2- Neuropathies endocriniennes autres
que diabétiques
:
L’acromégalie et l’hypothyroïdie peuvent être à l’origine
d’un syndrome du canal carpien par infiltration locale.
Plus rarement, l’hypothyroïdie peut provoquer des polyneuropathies.
Enfin, de rares neuropathies peuvent
s’observer au cours d’hyperlipidémies sévères.
3- Neuropathies de l’insuffisance rénale
:
L’insuffisance rénale n’entraîne désormais que très
rarement une neuropathie chez les patients dialysés.
Il s’agit le plus souvent d’une axonopathie sensitivomotrice
distale dont le mécanisme est mal connu.
La transplantation rénale a un effet bénéfique.
E - Neuropathies infectieuses :
1- Rétrovirus
:
La sérologie du virus de l’immunodéficience humaine
(VIH) fait désormais partie du bilan de première intention
d’une neuropathie périphérique.
En effet, environ
un tiers des patients serait concerné à un stade ou l’autre
de la maladie et à peu près tous les types de neuropathies
peuvent se rencontrer.
• La polyradiculonévrite aiguë s’observe à la phase de
séroconversion.
Elle mime un syndrome de Guillain et
Barré, mais comporte une hypercytose du liquide céphalorachidien.
Elle peut également apparaître plus tardivement
dans l’évolution de la maladie, alors associée à une
infection à cytomégalovirus (CMV).
• La polyradiculonévrite inflammatoire subaiguë ou
chronique ne se distingue pas cliniquement de la forme
observée chez les patients séronégatifs.
• La mononeuropathie multiple est une forme associée
à une vascularite nécrosante, susceptible d’être améliorée
par un traitement corticoïde. Une mononeuropathie
multifocale peut également se rencontrer au cours de
l’infection à cytomégalovirus, pouvant alors bénéficier
d’un traitement antiviral par ganciclovir.
• Des polyneuropathies axonales distales sont également
fréquentes au cours de l’infection par le virus de
l’immunodéficience humaine.
Elles se manifestent habituellement
au stade sida. Enfin, une polyneuropathie
axonale subaiguë ou aiguë, douloureuse, survient au
cours du syndrome DILS (diffuse infiltrative lymphocytosis
syndrome), associée à des infiltrats lymphocytaires
diffus faits de cellules CD8+.
De rares cas d’atteintes du système nerveux périphérique
ont été décrits en association avec le virus de type
herpès 1.
2- Borrélioses
:
Un tableau de méningoradiculonévrite appelée maladie
de Lyme peut survenir après morsure de tique.
Il est dû à
l’infection par un spirochète, Borrelia burgdorferi, et
associe généralement des radiculalgies diffuses souvent
pénibles à des paralysies plus ou moins extensives et à
une diplégie faciale.
Le liquide céphalorachidien montre
en règle une méningite lymphocytaire.
Ce tableau fait
classiquement suite à une phase d’invasion au cours de
laquelle survient un érythème migrant, et s’associe de
façon variable à des arthralgies et une atteinte cardiaque.

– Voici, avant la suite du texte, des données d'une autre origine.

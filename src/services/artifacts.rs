use std::io;
use std::path::{Path, PathBuf};

use tokio::fs;
use uuid::Uuid;

/// Extension of uploaded CAD inputs.
pub const INPUT_EXT: &str = "stp";

/// Extension of rendered outputs.
pub const OUTPUT_EXT: &str = "png";

/// Per-job artifact layout under the temp root.
///
/// Paths are derived purely from the job id, so ingress, workers, retrieval
/// and the sweeper all resolve the same files without coordination.
#[derive(Debug, Clone)]
pub struct ArtifactStore {
    root: PathBuf,
}

impl ArtifactStore {
    pub fn new(root: impl Into<PathBuf>) -> Self {
        Self { root: root.into() }
    }

    pub fn root(&self) -> &Path {
        &self.root
    }

    pub async fn ensure_root(&self) -> io::Result<()> {
        fs::create_dir_all(&self.root).await
    }

    pub fn input_path(&self, id: Uuid) -> PathBuf {
        self.root.join(format!("{}.{}", id.simple(), INPUT_EXT))
    }

    pub fn output_path(&self, id: Uuid) -> PathBuf {
        self.root.join(format!("{}.{}", id.simple(), OUTPUT_EXT))
    }

    /// Persist an uploaded payload as the job's input artifact.
    pub async fn save_input(&self, id: Uuid, payload: &[u8]) -> io::Result<PathBuf> {
        let path = self.input_path(id);
        fs::write(&path, payload).await?;
        Ok(path)
    }

    /// Read the rendered output artifact.
    pub async fn read_output(&self, id: Uuid) -> io::Result<Vec<u8>> {
        fs::read(self.output_path(id)).await
    }

    /// Delete both artifacts of a job. Already-gone files are fine: the
    /// sweeper or a concurrent retrieval may have raced us to the unlink.
    pub async fn remove_artifacts(&self, id: Uuid) {
        remove_quiet(&self.input_path(id)).await;
        remove_quiet(&self.output_path(id)).await;
    }
}

async fn remove_quiet(path: &Path) {
    match fs::remove_file(path).await {
        Ok(()) => {}
        Err(e) if e.kind() == io::ErrorKind::NotFound => {}
        Err(e) => {
            tracing::warn!(path = %path.display(), error = %e, "failed to remove artifact");
        }
    }
}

Le diagnostic est confirmé par la sérologie spécifique
(sang et liquide céphalorachidien) et la PCR (polymerase
chain reaction), et le traitement fait appel à la ceftriaxone
(Rocéphine) en première intention, voire à la pénicilline
G ou aux cyclines.
3- Lèpre :
Première cause de neuropathie infectieuse dans le
monde, la lèpre est rarement observée sous nos latitudes,
mais la maladie peut parfois se rencontrer chez des
sujets ayant séjourné en pays d’endémie.
On distingue la
forme tuberculoïde (paucibacillaire), au cours de laquelle
de rares lésions cutanées hypopigmentées sont le siège
d’une anesthésie thermoalgique témoignant de l’atteinte
préférentielle des petites fibres amyéliniques.
Dans cette
forme, l’atteinte nerveuse détermine essentiellement des mononeuropathies multiples avec gros nerfs, souvent
palpables et indurés.
L’entrée du bacille dans l’organisme
déclencherait une intense réaction inflammatoire à l’origine
de granulomes, empêchant le multiplication microbienne.

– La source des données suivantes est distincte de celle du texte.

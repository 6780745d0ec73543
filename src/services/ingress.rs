use std::borrow::Cow;

use base64::Engine;
use uuid::Uuid;

use crate::config::AppConfig;
use crate::models::convert::RenderQuery;
use crate::models::job::{Job, RenderParams};
use crate::services::artifacts::ArtifactStore;
use crate::services::queue::{JobQueue, QueueError, QueuedJob};
use crate::services::store::ResultStore;

/// Magic prefix every STEP file starts with.
pub const STEP_MAGIC: &[u8] = b"ISO-10303-21;";

#[derive(Debug, thiserror::Error)]
pub enum SubmitError {
    #[error("payload does not carry a STEP signature")]
    BadSignature,

    #[error("invalid value for {name}: {value:?}")]
    BadParameters { name: &'static str, value: String },

    #[error("conversion queue stayed full for {waited_ms} ms")]
    QueueSaturated { waited_ms: u64 },

    #[error("failed to persist upload: {0}")]
    Io(#[from] std::io::Error),
}

/// Check the payload signature, accepting either a raw STEP file or a
/// base64-encoded one. Returns the bytes to persist, decoded when the
/// base64 reinterpretation is what matched.
pub fn check_signature(payload: &[u8]) -> Result<Cow<'_, [u8]>, SubmitError> {
    if payload.starts_with(STEP_MAGIC) {
        return Ok(Cow::Borrowed(payload));
    }
    if let Ok(decoded) = base64::engine::general_purpose::STANDARD.decode(payload) {
        if decoded.starts_with(STEP_MAGIC) {
            return Ok(Cow::Owned(decoded));
        }
    }
    Err(SubmitError::BadSignature)
}

/// Resolve width/height/scale from query strings, falling back to the
/// configured defaults when absent.
pub fn resolve_params(query: &RenderQuery, config: &AppConfig) -> Result<RenderParams, SubmitError> {
    Ok(RenderParams {
        width: parse_dim("width", query.width.as_deref(), config.default_width)?,
        height: parse_dim("height", query.height.as_deref(), config.default_height)?,
        scale: parse_dim("scale", query.scale.as_deref(), config.default_scale)?,
    })
}

fn parse_dim(name: &'static str, raw: Option<&str>, default: u32) -> Result<u32, SubmitError> {
    match raw {
        None => Ok(default),
        Some(s) => s.trim().parse().map_err(|_| SubmitError::BadParameters {
            name,
            value: s.to_string(),
        }),
    }
}

/// Accept one submission: validate, persist the payload, register the
/// pending job, and enqueue it under bounded backpressure.
///
/// Returns the job id without waiting for the conversion. If the queue
/// stays full past the configured deadline the whole submission is rolled
/// back (record and input file removed) so a rejected upload leaves no
/// trace.
pub async fn submit(
    payload: &[u8],
    query: &RenderQuery,
    config: &AppConfig,
    artifacts: &ArtifactStore,
    store: &ResultStore,
    queue: &JobQueue,
) -> Result<Uuid, SubmitError> {
    let payload = check_signature(payload)?;
    let params = resolve_params(query, config)?;

    let id = Uuid::new_v4();
    let input_path = artifacts.save_input(id, &payload).await?;
    let output_path = artifacts.output_path(id);

    store
        .insert_pending(Job::pending(id, input_path.clone(), output_path.clone(), params))
        .await;

    let queued = QueuedJob {
        job_id: id,
        input_path,
        output_path,
        params,
    };

    match queue.enqueue_within(queued, config.enqueue_wait()).await {
        Ok(()) => {
            tracing::info!(
                job_id = %id,
                width = params.width,
                height = params.height,
                scale = params.scale,
                "conversion job accepted"
            );
            Ok(id)
        }
        Err(e) => {
            let waited_ms = match e {
                QueueError::Saturated { waited_ms } => waited_ms,
                QueueError::Full => 0,
            };
            store.remove(id).await;
            artifacts.remove_artifacts(id).await;
            tracing::warn!(job_id = %id, waited_ms, "queue saturated, submission rejected");
            Err(SubmitError::QueueSaturated { waited_ms })
        }
    }
}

Au cours de la forme lépromateuse (multibacillaire), l’atteinte cutanée est plus diffuse et les troubles
sensitivo-moteurs sont souvent symétriques prenant la
forme d’une polyneuropathie distale.
L’agent infectieux
est présent en abondance dans les tissus biopsiés.
Le
diagnostic de lèpre repose sur le contexte et la mise en
évidence du bacille de Hansen (Mycobacterium lepræ)
dans les biopsies cutanées ou nerveuses.
4- Diphtérie :
Depuis la généralisation de la vaccination, la diphtérie,
toxi-infection due à Corynebacterium diphteriæ, est
devenue exceptionnelle dans les pays industrialisés.
Un
tableau clinique identique au syndrome de Guillain et
Barré succède à la classique angine à fausses membranes.
Une méningite lymphocytaire est habituellement associée.
L’administration précoce d’antitoxine diphtérique diminue
l’intensité des signes cliniques.
5- Mononucléose infectieuse
:
Différents tableaux d’atteinte du système nerveux périphérique
peuvent s’associer à cette virose : syndrome de
Guillain et Barré, multinévrite, neuronopathie sensitive.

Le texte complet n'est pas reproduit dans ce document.